Vegan Butter: Is It More Climate-Friendly Than Real Butter?

“Everything in butter” is a well-known saying. If we look into our own kitchen, we quickly realize that butter is everywhere. If you are looking for plant-based alternatives, you will now find a whole range of offers. We’ll tell you how to recognize the butter alternatives and whether vegan butter is actually more climate-friendly than the original.

Butter is one of the staple foods in many households. However, the milk product is not climate-friendly.
Producing one kilogram of butter produces a whopping 24 kilograms of CO².
A better choice are vegan butter alternatives based on vegetable oils and fats.
We use butter in a variety of dishes every day. It comes on the breakfast roll, in the cake batter or for frying in the pan. But like all dairy products, butter is often criticized. In addition to the ethical problems of factory farming, there is also the question of what effects butter has on climate change.

Butter has a bad climate footprint

The animal rights organization PETA writes on its website that butter is one of the most climate-damaging foods of all. The reason: the equivalent of around 18 kilograms of milk is needed to produce one kilogram of butter. In turn, this means that we have to keep a lot of dairy cows for our butter consumption, which at the same time produce a lot of climate-damaging methane gas. The ecological footprint of butter is increased by the manufacturing process, packaging, transport and the energy-intensive cold chains. Something comes together, namely about 24 kilograms of CO² per kilogram of butter.

Vegan Butter: What’s in It?

Vegan butter alternatives based on vegetable fats are said to be less harmful to the environment. They usually contain a mixture of vegetable oils such as rapeseed, sun or linseed oil and vegetable fats such as coconut or palm fat. In addition, there is water, salt, emulsifiers and flavorings as well as vitamins and colorings for some varieties. Legally, the vegan alternatives cannot be called “butter”. That’s why you can find it in the supermarket under the name “vegetable margarine”.

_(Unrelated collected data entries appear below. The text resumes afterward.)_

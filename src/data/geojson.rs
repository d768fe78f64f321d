use crate::core::geo::{LatLng, LatLngBounds};
use serde::{Deserialize, Serialize};
use std::collections::HashMap;

/// Geometry kinds the core renders. Positions are GeoJSON ordered:
/// (longitude, latitude). Conversion to [`LatLng`] happens exactly once,
/// in [`LatLng::from_lon_lat`].
#[derive(Debug, Clone, PartialEq, Serialize, Deserialize)]
#[serde(tag = "type")]
pub enum Geometry {
    LineString {
        coordinates: Vec<[f64; 2]>,
    },
    Polygon {
        coordinates: Vec<Vec<[f64; 2]>>,
    },
    MultiPolygon {
        coordinates: Vec<Vec<Vec<[f64; 2]>>>,
    },
}

impl Geometry {
    /// Number of positions in the geometry.
    pub fn coordinate_count(&self) -> usize {
        match self {
            Geometry::LineString { coordinates } => coordinates.len(),
            Geometry::Polygon { coordinates } => coordinates.iter().map(Vec::len).sum(),
            Geometry::MultiPolygon { coordinates } => coordinates
                .iter()
                .flat_map(|polygon| polygon.iter())
                .map(Vec::len)
                .sum(),
        }
    }

    /// First position, in input order.
    pub fn first_coordinate(&self) -> Option<LatLng> {
        self.positions().next()
    }

    /// Last position, in input order.
    pub fn last_coordinate(&self) -> Option<LatLng> {
        self.positions().last()
    }

    /// Iterates every position as a [`LatLng`], preserving input order.
    pub fn positions(&self) -> Box<dyn Iterator<Item = LatLng> + '_> {
        match self {
            Geometry::LineString { coordinates } => {
                Box::new(coordinates.iter().copied().map(LatLng::from_lon_lat))
            }
            Geometry::Polygon { coordinates } => Box::new(
                coordinates
                    .iter()
                    .flatten()
                    .copied()
                    .map(LatLng::from_lon_lat),
            ),
            Geometry::MultiPolygon { coordinates } => Box::new(
                coordinates
                    .iter()
                    .flat_map(|polygon| polygon.iter())
                    .flatten()
                    .copied()
                    .map(LatLng::from_lon_lat),
            ),
        }
    }

    /// Bounding box over all positions, `None` for an empty geometry.
    pub fn bounds(&self) -> Option<LatLngBounds> {
        let points: Vec<LatLng> = self.positions().collect();
        LatLngBounds::from_points(&points)
    }

    /// Exterior rings as LatLng sequences: one ring per polygon, the whole
    /// line for a LineString. Used by the fill passes.
    pub fn exterior_rings(&self) -> Vec<Vec<LatLng>> {
        match self {
            Geometry::LineString { coordinates } => {
                vec![coordinates.iter().copied().map(LatLng::from_lon_lat).collect()]
            }
            Geometry::Polygon { coordinates } => coordinates
                .first()
                .map(|ring| ring.iter().copied().map(LatLng::from_lon_lat).collect())
                .into_iter()
                .collect(),
            Geometry::MultiPolygon { coordinates } => coordinates
                .iter()
                .filter_map(|polygon| polygon.first())
                .map(|ring| ring.iter().copied().map(LatLng::from_lon_lat).collect())
                .collect(),
        }
    }
}

/// A feature: one geometry plus opaque metadata.
#[derive(Debug, Clone, PartialEq, Serialize, Deserialize)]
pub struct Feature {
    pub geometry: Geometry,
    #[serde(default)]
    pub properties: HashMap<String, serde_json::Value>,
}

impl Feature {
    pub fn new(geometry: Geometry) -> Self {
        Self {
            geometry,
            properties: HashMap::new(),
        }
    }

    pub fn with_property<V: Into<serde_json::Value>>(mut self, key: &str, value: V) -> Self {
        self.properties.insert(key.to_string(), value.into());
        self
    }

    /// The feature's `name` property, when it is a string.
    pub fn name(&self) -> Option<&str> {
        self.properties.get("name").and_then(|v| v.as_str())
    }
}

/// A geographic feature collection, supplied per render cycle and treated
/// as immutable input.
#[derive(Debug, Clone, Default, PartialEq, Serialize, Deserialize)]
pub struct FeatureCollection {
    #[serde(default)]
    pub features: Vec<Feature>,
}

impl FeatureCollection {
    pub fn new(features: Vec<Feature>) -> Self {
        Self { features }
    }

    /// Parses a GeoJSON feature collection from raw JSON.
    pub fn from_str(geojson: &str) -> crate::Result<Self> {
        serde_json::from_str(geojson)
            .map_err(|e| crate::Error::ParseError(format!("Invalid GeoJSON: {}", e)))
    }

    /// Builds a collection of one LineString track per coordinate sequence.
    pub fn from_tracks(tracks: Vec<Vec<[f64; 2]>>) -> Self {
        Self::new(
            tracks
                .into_iter()
                .map(|coordinates| Feature::new(Geometry::LineString { coordinates }))
                .collect(),
        )
    }

    pub fn is_empty(&self) -> bool {
        self.features.is_empty()
    }

    /// A collection is a single run iff it has exactly one feature and that
    /// feature's coordinate sequence is non-empty.
    pub fn is_single_run(&self) -> bool {
        self.features.len() == 1 && self.features[0].geometry.coordinate_count() > 0
    }

    /// Union bounding box of all feature coordinates, `None` when every
    /// feature is empty.
    pub fn bounds(&self) -> Option<LatLngBounds> {
        let mut bounds: Option<LatLngBounds> = None;
        for feature in &self.features {
            if let Some(feature_bounds) = feature.geometry.bounds() {
                bounds = Some(match bounds {
                    Some(b) => b.union(&feature_bounds),
                    None => feature_bounds,
                });
            }
        }
        bounds
    }
}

But beware, not every margarine is automatically vegan. There are also variants that contain dairy products, fish oil or beef tallow. A look at the list of ingredients provides clarity. Vegan products are often also marked with a special seal, such as the green V. Incidentally, alternatives based on rapeseed and linseed oil are particularly recommended, as they contain many healthy omega-3 fatty acids.

The carbon footprint of vegan butter alternatives

But how climate-friendly is vegetable margarine actually? According to a study from 2010, the production of one kilogram of margarine produces around 0.7 kilograms of CO². That is considerably less than when making butter. In addition, the production of margarine requires about 50 percent less land area than butter, since the cultivation of oil crops requires less land than the cultivation of animal feed for cows.

On the other hand, the fact that many products contain palm oil is bad for the climate balance of margarine. Because large parts of the rainforest are cleared for palm oil production. If you don’t want to support this, take a look at the list of ingredients before you buy. Because palm oil is subject to labelling.

By the way: If you want to make vegan butter yourself, you will find a wide range of recipes on the Internet. All it takes is coconut oil, linseed or rapeseed oil, some soy milk and turmeric for the color.